*** ENTRIES SHOWN
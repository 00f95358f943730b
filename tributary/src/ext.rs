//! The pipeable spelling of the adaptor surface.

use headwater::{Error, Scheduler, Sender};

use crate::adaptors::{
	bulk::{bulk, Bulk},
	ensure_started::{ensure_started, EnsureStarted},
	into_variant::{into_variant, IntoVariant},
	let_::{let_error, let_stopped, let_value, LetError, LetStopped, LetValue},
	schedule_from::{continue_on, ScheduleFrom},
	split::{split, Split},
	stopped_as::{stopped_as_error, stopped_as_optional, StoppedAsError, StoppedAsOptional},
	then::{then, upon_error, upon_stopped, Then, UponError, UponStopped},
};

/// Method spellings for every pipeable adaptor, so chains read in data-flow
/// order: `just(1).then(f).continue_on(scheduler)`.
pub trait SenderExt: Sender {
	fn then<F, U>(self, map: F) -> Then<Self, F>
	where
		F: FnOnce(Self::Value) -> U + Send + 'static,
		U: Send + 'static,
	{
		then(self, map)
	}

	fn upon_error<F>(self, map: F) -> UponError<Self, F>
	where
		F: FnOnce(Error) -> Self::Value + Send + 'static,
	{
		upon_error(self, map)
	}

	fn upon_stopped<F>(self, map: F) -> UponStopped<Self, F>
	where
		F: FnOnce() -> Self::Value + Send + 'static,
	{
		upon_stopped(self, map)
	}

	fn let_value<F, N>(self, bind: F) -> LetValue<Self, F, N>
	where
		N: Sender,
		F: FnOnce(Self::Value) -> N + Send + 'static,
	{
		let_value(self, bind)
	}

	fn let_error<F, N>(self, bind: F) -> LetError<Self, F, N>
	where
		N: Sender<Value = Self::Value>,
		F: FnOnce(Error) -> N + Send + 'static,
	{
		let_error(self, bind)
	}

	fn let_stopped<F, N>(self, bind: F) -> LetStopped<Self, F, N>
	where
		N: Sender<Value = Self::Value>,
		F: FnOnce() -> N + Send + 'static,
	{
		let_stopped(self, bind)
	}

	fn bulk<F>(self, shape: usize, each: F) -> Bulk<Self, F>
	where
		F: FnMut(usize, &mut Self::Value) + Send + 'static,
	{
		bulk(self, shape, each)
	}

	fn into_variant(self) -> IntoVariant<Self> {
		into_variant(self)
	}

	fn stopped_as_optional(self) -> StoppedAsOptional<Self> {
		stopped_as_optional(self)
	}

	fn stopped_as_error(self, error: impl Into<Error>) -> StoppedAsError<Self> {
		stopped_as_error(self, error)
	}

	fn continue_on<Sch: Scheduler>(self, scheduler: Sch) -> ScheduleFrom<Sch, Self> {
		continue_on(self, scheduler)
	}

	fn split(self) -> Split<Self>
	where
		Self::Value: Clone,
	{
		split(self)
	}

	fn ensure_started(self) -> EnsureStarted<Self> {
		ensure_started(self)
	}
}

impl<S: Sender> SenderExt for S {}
******
*** ENTRIES SHOWN
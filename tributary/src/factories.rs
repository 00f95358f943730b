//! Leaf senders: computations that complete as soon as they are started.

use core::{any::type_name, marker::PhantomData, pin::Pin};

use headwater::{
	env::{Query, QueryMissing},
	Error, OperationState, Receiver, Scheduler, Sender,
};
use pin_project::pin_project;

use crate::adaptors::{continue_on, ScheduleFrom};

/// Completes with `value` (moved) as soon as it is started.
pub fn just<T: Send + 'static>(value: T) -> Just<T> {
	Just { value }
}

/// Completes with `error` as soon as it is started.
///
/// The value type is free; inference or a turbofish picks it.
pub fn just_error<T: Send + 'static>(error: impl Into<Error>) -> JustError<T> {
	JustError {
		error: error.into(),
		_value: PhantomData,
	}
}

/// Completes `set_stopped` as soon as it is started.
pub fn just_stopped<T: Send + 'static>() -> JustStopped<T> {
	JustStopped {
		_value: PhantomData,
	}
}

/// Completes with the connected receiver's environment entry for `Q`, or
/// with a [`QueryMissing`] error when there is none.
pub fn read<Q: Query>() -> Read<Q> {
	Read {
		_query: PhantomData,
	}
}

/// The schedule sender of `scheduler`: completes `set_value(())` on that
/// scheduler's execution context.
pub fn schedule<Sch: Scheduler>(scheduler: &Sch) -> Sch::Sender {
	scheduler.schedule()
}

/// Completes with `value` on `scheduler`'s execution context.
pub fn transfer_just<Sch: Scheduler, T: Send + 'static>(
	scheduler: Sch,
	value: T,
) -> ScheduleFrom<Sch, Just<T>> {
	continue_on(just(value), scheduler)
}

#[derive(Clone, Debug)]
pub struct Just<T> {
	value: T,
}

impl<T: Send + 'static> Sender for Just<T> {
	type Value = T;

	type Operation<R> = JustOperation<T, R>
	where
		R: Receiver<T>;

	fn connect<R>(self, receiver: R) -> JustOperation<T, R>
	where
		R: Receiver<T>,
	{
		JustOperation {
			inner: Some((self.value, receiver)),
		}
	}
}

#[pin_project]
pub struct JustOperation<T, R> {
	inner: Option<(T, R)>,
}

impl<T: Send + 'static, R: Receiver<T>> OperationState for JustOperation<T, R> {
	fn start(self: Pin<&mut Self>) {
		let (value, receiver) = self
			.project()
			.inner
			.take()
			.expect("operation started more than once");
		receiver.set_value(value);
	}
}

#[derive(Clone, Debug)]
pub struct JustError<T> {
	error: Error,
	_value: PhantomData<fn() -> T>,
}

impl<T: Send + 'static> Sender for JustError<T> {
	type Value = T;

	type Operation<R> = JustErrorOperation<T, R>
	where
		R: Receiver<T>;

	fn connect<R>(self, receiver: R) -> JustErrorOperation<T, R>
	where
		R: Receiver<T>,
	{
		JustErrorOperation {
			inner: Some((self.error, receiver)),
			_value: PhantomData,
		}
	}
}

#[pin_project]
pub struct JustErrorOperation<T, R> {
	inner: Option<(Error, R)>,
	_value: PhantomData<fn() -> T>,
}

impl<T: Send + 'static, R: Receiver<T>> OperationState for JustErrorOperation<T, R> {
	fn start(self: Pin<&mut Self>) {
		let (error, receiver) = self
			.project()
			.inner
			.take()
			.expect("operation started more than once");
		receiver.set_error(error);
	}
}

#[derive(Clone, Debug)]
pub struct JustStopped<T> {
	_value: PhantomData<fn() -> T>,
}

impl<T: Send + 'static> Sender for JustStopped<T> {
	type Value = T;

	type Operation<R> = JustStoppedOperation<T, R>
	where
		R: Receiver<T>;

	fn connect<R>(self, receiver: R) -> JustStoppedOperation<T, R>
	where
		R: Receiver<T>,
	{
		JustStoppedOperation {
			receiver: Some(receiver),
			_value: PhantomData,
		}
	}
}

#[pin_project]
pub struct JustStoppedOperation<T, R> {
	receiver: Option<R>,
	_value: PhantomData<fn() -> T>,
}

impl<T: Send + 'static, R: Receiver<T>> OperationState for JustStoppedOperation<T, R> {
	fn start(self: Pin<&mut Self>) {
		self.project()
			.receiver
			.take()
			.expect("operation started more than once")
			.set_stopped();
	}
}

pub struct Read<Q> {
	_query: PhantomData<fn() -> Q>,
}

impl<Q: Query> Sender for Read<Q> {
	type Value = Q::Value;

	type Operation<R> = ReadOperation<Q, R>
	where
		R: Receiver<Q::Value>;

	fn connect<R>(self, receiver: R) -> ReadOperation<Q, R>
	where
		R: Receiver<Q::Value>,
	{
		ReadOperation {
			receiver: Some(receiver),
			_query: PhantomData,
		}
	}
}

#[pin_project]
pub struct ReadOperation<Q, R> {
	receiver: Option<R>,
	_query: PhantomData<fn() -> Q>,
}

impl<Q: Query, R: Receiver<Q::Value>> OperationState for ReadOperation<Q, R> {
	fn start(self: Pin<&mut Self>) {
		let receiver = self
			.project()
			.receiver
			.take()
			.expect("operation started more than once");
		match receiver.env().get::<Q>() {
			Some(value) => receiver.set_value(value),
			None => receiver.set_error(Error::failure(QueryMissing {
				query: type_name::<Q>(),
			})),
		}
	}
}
******
GOAL OF THE EXERCISE — The reply should hold only how many lines in the material include the word "each".

OUTPUT — 2